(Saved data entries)
######

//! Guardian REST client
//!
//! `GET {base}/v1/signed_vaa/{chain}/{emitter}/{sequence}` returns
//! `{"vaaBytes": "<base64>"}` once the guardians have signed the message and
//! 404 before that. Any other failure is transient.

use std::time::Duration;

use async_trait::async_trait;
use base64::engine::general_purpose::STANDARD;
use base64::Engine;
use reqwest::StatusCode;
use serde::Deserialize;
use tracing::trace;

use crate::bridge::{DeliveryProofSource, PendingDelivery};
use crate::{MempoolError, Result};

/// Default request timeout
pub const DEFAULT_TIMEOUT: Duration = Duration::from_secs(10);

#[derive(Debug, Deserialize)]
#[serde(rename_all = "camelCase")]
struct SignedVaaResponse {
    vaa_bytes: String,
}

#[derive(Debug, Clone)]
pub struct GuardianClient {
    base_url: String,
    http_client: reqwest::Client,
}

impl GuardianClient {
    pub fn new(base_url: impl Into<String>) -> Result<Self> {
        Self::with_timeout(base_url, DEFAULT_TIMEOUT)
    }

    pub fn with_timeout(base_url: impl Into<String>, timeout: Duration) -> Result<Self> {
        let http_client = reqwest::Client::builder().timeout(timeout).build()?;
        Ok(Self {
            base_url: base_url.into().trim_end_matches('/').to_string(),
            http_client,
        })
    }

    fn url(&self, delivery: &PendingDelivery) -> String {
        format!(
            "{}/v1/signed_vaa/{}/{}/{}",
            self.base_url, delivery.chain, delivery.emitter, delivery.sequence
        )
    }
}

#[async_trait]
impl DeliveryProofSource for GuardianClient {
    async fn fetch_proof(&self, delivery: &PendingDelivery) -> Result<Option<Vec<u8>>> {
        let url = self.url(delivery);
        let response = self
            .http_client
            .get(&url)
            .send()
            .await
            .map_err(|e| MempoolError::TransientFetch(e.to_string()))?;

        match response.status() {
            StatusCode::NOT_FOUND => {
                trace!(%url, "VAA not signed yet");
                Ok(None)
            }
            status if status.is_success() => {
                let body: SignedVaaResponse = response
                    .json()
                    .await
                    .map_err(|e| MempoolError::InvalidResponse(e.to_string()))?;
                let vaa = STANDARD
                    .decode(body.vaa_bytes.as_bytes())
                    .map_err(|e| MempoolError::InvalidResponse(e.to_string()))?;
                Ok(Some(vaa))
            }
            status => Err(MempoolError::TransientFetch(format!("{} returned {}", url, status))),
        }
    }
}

######

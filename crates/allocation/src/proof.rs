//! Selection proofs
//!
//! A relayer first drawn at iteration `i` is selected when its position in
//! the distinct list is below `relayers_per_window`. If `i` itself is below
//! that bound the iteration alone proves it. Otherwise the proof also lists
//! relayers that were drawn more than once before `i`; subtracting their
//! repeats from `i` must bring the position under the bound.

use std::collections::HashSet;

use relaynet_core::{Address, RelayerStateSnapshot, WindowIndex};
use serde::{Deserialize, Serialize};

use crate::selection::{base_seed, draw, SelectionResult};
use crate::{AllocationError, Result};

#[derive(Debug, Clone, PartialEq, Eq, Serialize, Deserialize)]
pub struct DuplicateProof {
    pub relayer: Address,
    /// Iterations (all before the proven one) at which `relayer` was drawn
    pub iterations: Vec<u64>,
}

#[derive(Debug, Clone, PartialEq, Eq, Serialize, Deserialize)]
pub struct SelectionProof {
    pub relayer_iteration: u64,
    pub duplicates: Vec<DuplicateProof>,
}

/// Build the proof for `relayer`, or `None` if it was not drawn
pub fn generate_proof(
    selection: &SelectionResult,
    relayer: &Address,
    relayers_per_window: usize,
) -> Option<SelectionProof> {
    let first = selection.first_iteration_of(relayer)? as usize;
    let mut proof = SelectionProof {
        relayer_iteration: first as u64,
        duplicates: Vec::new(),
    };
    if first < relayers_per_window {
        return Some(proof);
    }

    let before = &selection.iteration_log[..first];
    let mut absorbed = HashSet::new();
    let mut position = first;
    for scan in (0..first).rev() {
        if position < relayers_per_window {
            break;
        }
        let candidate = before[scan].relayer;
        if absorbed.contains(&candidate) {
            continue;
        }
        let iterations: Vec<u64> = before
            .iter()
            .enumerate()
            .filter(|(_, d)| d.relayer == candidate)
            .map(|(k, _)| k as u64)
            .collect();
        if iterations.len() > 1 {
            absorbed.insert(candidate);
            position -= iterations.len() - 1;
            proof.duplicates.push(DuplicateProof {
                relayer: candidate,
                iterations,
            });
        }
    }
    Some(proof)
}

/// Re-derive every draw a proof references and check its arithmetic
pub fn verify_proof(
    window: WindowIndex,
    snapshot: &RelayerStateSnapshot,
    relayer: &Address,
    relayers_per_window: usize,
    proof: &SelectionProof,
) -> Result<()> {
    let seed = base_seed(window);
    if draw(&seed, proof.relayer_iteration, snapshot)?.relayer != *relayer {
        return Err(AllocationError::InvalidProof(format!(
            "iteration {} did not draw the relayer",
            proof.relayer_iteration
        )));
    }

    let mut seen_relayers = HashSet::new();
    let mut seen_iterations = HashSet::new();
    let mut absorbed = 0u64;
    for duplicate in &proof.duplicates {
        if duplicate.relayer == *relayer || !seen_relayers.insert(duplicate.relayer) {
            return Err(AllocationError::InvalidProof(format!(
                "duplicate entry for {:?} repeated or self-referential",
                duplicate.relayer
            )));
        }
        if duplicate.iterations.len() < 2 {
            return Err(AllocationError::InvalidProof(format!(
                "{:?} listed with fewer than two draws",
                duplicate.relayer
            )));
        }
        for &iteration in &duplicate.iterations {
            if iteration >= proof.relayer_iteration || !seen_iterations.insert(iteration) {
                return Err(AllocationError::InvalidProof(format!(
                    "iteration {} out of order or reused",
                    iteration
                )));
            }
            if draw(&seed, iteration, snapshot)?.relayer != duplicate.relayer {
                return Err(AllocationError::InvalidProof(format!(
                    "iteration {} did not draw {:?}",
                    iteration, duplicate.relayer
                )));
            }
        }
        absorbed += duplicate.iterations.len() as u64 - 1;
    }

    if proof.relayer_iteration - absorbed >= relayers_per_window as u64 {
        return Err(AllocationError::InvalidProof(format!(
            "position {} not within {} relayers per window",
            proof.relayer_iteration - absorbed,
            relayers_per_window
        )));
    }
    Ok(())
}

######

Your answer should be one number: how many lines above include the word "body".

## SOLUTION TO THIS TASK:
2